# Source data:
+++

impl fmt::Debug for XqdStatus {
    fn fmt(&self, f: &mut fmt::Formatter<'_>) -> fmt::Result {
        f.write_str(match *self {
            Self::OK => "OK",
            Self::ERROR => "ERROR",
            Self::INVALID_ARGUMENT => "INVALID_ARGUMENT",
            Self::INVALID_HANDLE => "INVALID_HANDLE",
            Self::BUFFER_LENGTH => "BUFFER_LENGTH",
            Self::UNSUPPORTED => "UNSUPPORTED",
            Self::BAD_ALIGNMENT => "BAD_ALIGNMENT",
            Self::HTTP_PARSE => "HTTP_PARSE",
            Self::HTTP_USER_INVALID => "HTTP_USER_INVALID",
            Self::HTTP_INCOMPLETE => "HTTP_INCOMPLETE",
            Self::NONE => "NONE",
            Self::AGAIN => "AGAIN",
            Self::LIMIT_EXCEEDED => "LIMIT_EXCEEDED",
            _ => "UNKNOWN",
        })
    }
}

impl From<i32> for XqdStatus {
    fn from(code: i32) -> Self {
        Self { code }
    }
}

/// Tags the ABI version the guest module was built against.
pub const XQD_ABI_VERSION: u64 = 1;

// Define our own enum rather than using `http`'s, so that it can be easily converted to a
// scalar for the ABI boundary.
#[derive(Clone, Copy, Eq, Hash, Ord, PartialEq, PartialOrd)]
#[repr(u32)]
pub enum HttpVersion {
    Http09 = 0,
    Http10 = 1,
    Http11 = 2,
    H2 = 3,
    H3 = 4,
}

impl HttpVersion {
    pub fn as_u32(&self) -> u32 {
        *self as u32
    }
}

impl TryFrom<u32> for HttpVersion {
    type Error = String;

    fn try_from(x: u32) -> Result<Self, Self::Error> {
        if x == Self::Http09 as u32 {
            Ok(Self::Http09)
        } else if x == Self::Http10 as u32 {
            Ok(Self::Http10)
        } else if x == Self::Http11 as u32 {
            Ok(Self::Http11)
        } else if x == Self::H2 as u32 {
            Ok(Self::H2)
        } else if x == Self::H3 as u32 {
            Ok(Self::H3)
        } else {
            Err(format!("unknown http version enum value: {}", x))
        }
    }
}

impl From<http::Version> for HttpVersion {
    fn from(v: http::Version) -> Self {
        match v {
            http::Version::HTTP_09 => Self::Http09,
            http::Version::HTTP_10 => Self::Http10,
            http::Version::HTTP_11 => Self::Http11,
            http::Version::HTTP_2 => Self::H2,
            http::Version::HTTP_3 => Self::H3,
            _ => unreachable!(),
        }
    }
}

impl From<HttpVersion> for http::Version {
    fn from(v: HttpVersion) -> Self {
        match v {
            HttpVersion::Http09 => Self::HTTP_09,
            HttpVersion::Http10 => Self::HTTP_10,
            HttpVersion::Http11 => Self::HTTP_11,
            HttpVersion::H2 => Self::HTTP_2,
            HttpVersion::H3 => Self::HTTP_3,
        }
    }
}

#[derive(Clone, Copy, Debug, Eq, Hash, Ord, PartialEq, PartialOrd)]
#[repr(u32)]
pub enum BodyWriteEnd {
    Back = 0,
    Front = 1,
}

/// Determines how the framing headers (`Content-Length`/`Transfer-Encoding`) are set for a
/// request or response.
#[derive(Clone, Copy, Debug, Eq, Hash, Ord, PartialEq, PartialOrd)]
#[repr(u32)]
pub enum FramingHeadersMode {
    /// Determine the framing headers automatically based on the message body, and discard
    /// any framing headers already set in the message. This is the default behavior.
    ///
    /// In automatic mode, a `Content-Length` is used when the size of the body can be
    /// determined before it is sent. Requests/responses sent in streaming mode, where headers
    /// are sent immediately but the content of the body is streamed later, will receive a
    /// `Transfer-Encoding: chunked` to accommodate the dynamic generation of the body.
    Automatic = 0,

    /// Use the exact framing headers set in the message, falling back to
    /// [`Automatic`][`Self::Automatic`] if invalid.
    ///
    /// In "from headers" mode, any `Content-Length` or `Transfer-Encoding` headers will be
    /// honored. You must ensure that those headers have correct values permitted by the
    /// [HTTP/1.1 specification][spec]. If the provided headers are not permitted by the spec,
    /// the headers will revert to automatic mode and a log diagnostic will be issued about
    /// what was wrong. If a `Content-Length` is permitted by the spec, but the value doesn't
    /// match the size of the actual body, the body will either be truncated (if too long), or
    /// the connection will be hung up early (if too short).
    ///
    /// [spec]: https://datatracker.ietf.org/doc/html/rfc7230#section-3.3.1
    ManuallyFromHeaders = 1,
}

impl Default for FramingHeadersMode {
    fn default() -> Self {
        Self::Automatic
    }
}

impl TryFrom<u32> for FramingHeadersMode {
    type Error = String;
    fn try_from(x: u32) -> Result<Self, Self::Error> {
        if x == Self::Automatic as u32 {
            Ok(Self::Automatic)
        } else if x == Self::ManuallyFromHeaders as u32 {
            Ok(Self::ManuallyFromHeaders)
        } else {
            Err(format!("unknown framing headers mode value: {}", x))
        }
    }
}

/// Determines whether the client is encouraged to stop using the current connection and to
/// open a new one for the next request.
///
/// Most applications do not need to change this setting.
#[doc(hidden)]
#[derive(Clone, Copy, Debug, Eq, Hash, Ord, PartialEq, PartialOrd)]
#[repr(u32)]
pub enum HttpKeepaliveMode {
    /// This is the default behavior.
    Automatic = 0,

    /// Send `Connection: close` in HTTP/1 and a GOAWAY frame in HTTP/2 and HTTP/3. This
    /// prompts the client to close the current connection and to open a new one for the next
    /// request.
    NoKeepalive = 1,
}

impl Default for HttpKeepaliveMode {
    fn default() -> Self {
        Self::Automatic
    }
}

/// Optional override for response caching behavior.
#[derive(Clone, Debug)]
pub enum CacheOverride {
    /// Do not override the behavior specified in the origin response's cache control headers.
    None,
    /// Do not cache the response to this request, regardless of the origin response's
    /// headers.
    Pass,
    /// Override particular cache control settings.
    ///
    /// The origin response's cache control headers are used for `ttl` and
    /// `stale_while_revalidate` when those fields are `None`.
    Override {
        ttl: Option<u32>,
        stale_while_revalidate: Option<u32>,
        pci: bool,
        surrogate_key: Option<HeaderValue>,
    },
}

impl Default for CacheOverride {
    fn default() -> Self {
        Self::None
    }
}

impl CacheOverride {
    pub const fn none() -> Self {
        Self::None
    }

    pub const fn pass() -> Self {
        Self::Pass
    }

    pub fn is_pass(&self) -> bool {
        matches!(self, Self::Pass)
    }

    pub const fn ttl(ttl: u32) -> Self {
        Self::Override {
            ttl: Some(ttl),
            stale_while_revalidate: None,
            pci: false,
            surrogate_key: None,
        }
    }

    pub const fn stale_while_revalidate(swr: u32) -> Self {
        Self::Override {
            ttl: None,
            stale_while_revalidate: Some(swr),
            pci: false,
            surrogate_key: None,
        }
    }

    pub const fn pci(pci: bool) -> Self {
        Self::Override {
            ttl: None,
            stale_while_revalidate: None,
            pci,
            surrogate_key: None,
        }
    }

    pub const fn surrogate_key(sk: HeaderValue) -> Self {
        Self::Override {
            ttl: None,
            stale_while_revalidate: None,
            pci: false,
            surrogate_key: Some(sk),
        }
    }

    pub fn get_ttl(&self) -> Option<u32> {
        if let Self::Override { ttl, .. } = self {
            *ttl
        } else {
            None
        }
    }

    pub fn set_ttl(&mut self, new_ttl: u32) {
        match self {
            Self::Override { ttl, .. } => *ttl = Some(new_ttl),
            _ => *self = Self::ttl(new_ttl),
        }
    }

    pub fn get_stale_while_revalidate(&self) -> Option<u32> {
        if let Self::Override {
            stale_while_revalidate,
            ..
        } = self
        {
            *stale_while_revalidate
        } else {
            None
        }
    }

    pub fn get_surrogate_key(&self) -> Option<&HeaderValue> {
        if let Self::Override { surrogate_key, .. } = self {
            surrogate_key.as_ref()
        } else {
            None
        }
    }

    /// Convert to a representation suitable for passing across the ABI boundary.
    ///
    /// The representation contains the `CacheOverrideTag` along with all of the possible
    /// fields: `(tag, ttl, swr, sk)`.
    #[doc(hidden)]
    pub fn to_abi(&self) -> (u32, u32, u32, Option<&[u8]>) {
        match *self {
            Self::None => (CacheOverrideTag::empty().bits(), 0, 0, None),
            Self::Pass => (CacheOverrideTag::PASS.bits(), 0, 0, None),
            Self::Override {
                ttl,
                stale_while_revalidate,
                pci,
                ref surrogate_key,
            } => {
                let mut tag = CacheOverrideTag::empty();
                let ttl = if let Some(ttl) = ttl {
                    tag |= CacheOverrideTag::TTL;
                    ttl
                } else {
                    0
                };
                let swr = if let Some(swr) = stale_while_revalidate {
                    tag |= CacheOverrideTag::STALE_WHILE_REVALIDATE;
                    swr
                } else {
                    0
                };
                if pci {
                    tag |= CacheOverrideTag::PCI;
                }
                let sk = surrogate_key.as_ref().map(HeaderValue::as_bytes);
                (tag.bits(), ttl, swr, sk)
            }
        }
    }

    /// Convert from the representation suitable for passing across the ABI boundary.
    ///
    /// Returns `None` if the tag is not recognized. Depending on the tag, some of the values
    /// may be ignored.
    #[doc(hidden)]
    pub fn from_abi(
        tag: u32,
        ttl: u32,
        swr: u32,
        surrogate_key: Option<HeaderValue>,
    ) -> Option<Self> {
        CacheOverrideTag::from_bits(tag).map(|tag| {
            if tag.contains(CacheOverrideTag::PASS) {
                return CacheOverride::Pass;
            }
            if tag.is_empty() && surrogate_key.is_none() {
                return CacheOverride::None;
            }
            let ttl = if tag.contains(CacheOverrideTag::TTL) {
                Some(ttl)
            } else {
                None
            };
            let stale_while_revalidate = if tag.contains(CacheOverrideTag::STALE_WHILE_REVALIDATE)
            {
                Some(swr)
            } else {
                None
            };
            let pci = tag.contains(CacheOverrideTag::PCI);
            CacheOverride::Override {
                ttl,
                stale_while_revalidate,
                pci,
                surrogate_key,
            }
        })
    }
}

bitflags::bitflags! {
    /// A bit field used to tell the host which fields are used when setting the cache
    /// override.
    ///
    /// If the `PASS` bit is set, all other bits are ignored.
    struct CacheOverrideTag: u32 {
        const PASS = 1 << 0;
        const TTL = 1 << 1;
        const STALE_WHILE_REVALIDATE = 1 << 2;
        const PCI = 1 << 3;
    }
}

bitflags::bitflags! {
    pub struct CacheLookupOptionsMask: u32 {
        const _RESERVED = 1 << 0;
        const REQUEST_HEADERS = 1 << 1;
    }
}

bitflags::bitflags! {
    pub struct CacheWriteOptionsMask: u32 {
        const _RESERVED = 1 << 0;
        const REQUEST_HEADERS = 1 << 1;
        const VARY_RULE = 1 << 2;
        const INITIAL_AGE_NS = 1 << 3;
        const STALE_WHILE_REVALIDATE_NS = 1 << 4;
        const SURROGATE_KEYS = 1 << 5;
        const LENGTH = 1 << 6;
        const USER_METADATA = 1 << 7;
        const SENSITIVE_DATA = 1 << 8;
    }
}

+++

Show me every line of the entries above that holds "message".

    /// Determine the framing headers automatically based on the message body, and discard
    /// any framing headers already set in the message. This is the default behavior.
    /// Use the exact framing headers set in the message, falling back to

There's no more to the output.